Below are records to be repeated in full. Give them exactly.
######
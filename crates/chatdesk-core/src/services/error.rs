use thiserror::Error;

/// Failure talking to the backend, classified by what the caller can do about it.
#[derive(Debug, Clone, PartialEq, Error)]
pub enum ApiError {
    #[error("Authorization required")]
    Unauthorized,

    #[error("Resource not found")]
    NotFound,

    /// The derived id already exists or the stored version moved on (409/412).
    #[error("Resource conflict")]
    Conflict,

    #[error("Server error ({status}): {message}")]
    Server { status: u16, message: String },

    #[error("Request timed out")]
    Timeout,

    #[error("Request aborted")]
    Aborted,

    #[error("HTTP error: {0}")]
    Http(String),

    #[error("Failed to decode response: {0}")]
    Decode(String),
}

impl ApiError {
    pub fn is_unauthorized(&self) -> bool {
        matches!(self, ApiError::Unauthorized)
    }

    pub fn is_conflict(&self) -> bool {
        matches!(self, ApiError::Conflict)
    }
}

impl From<reqwest::Error> for ApiError {
    fn from(err: reqwest::Error) -> Self {
        if err.is_timeout() {
            ApiError::Timeout
        } else if err.is_decode() {
            ApiError::Decode(err.to_string())
        } else {
            ApiError::Http(err.to_string())
        }
    }
}

impl From<serde_json::Error> for ApiError {
    fn from(err: serde_json::Error) -> Self {
        ApiError::Decode(err.to_string())
    }
}

pub type ApiResult<T> = Result<T, ApiError>;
######
Task result.
filename crates/chatdesk-core/src/services/error.rs
use thiserror::Error;

/// Failure talking to the backend, classified by what the caller can do about it.
#[derive(Debug, Clone, PartialEq, Error)]
pub enum ApiError {
    #[error("Authorization required")]
    Unauthorized,

    #[error("Resource not found")]
    NotFound,

    /// The derived id already exists or the stored version moved on (409/412).
    #[error("Resource conflict")]
    Conflict,

    #[error("Server error ({status}): {message}")]
    Server { status: u16, message: String },

    #[error("Request timed out")]
    Timeout,

    #[error("Request aborted")]
    Aborted,

    #[error("HTTP error: {0}")]
    Http(String),

    #[error("Failed to decode response: {0}")]
    Decode(String),
}

impl ApiError {
    pub fn is_unauthorized(&self) -> bool {
        matches!(self, ApiError::Unauthorized)
    }

    pub fn is_conflict(&self) -> bool {
        matches!(self, ApiError::Conflict)
    }
}

impl From<reqwest::Error> for ApiError {
    fn from(err: reqwest::Error) -> Self {
        if err.is_timeout() {
            ApiError::Timeout
        } else if err.is_decode() {
            ApiError::Decode(err.to_string())
        } else {
            ApiError::Http(err.to_string())
        }
    }
}

impl From<serde_json::Error> for ApiError {
    fn from(err: serde_json::Error) -> Self {
        ApiError::Decode(err.to_string())
    }
}

pub type ApiResult<T> = Result<T, ApiError>;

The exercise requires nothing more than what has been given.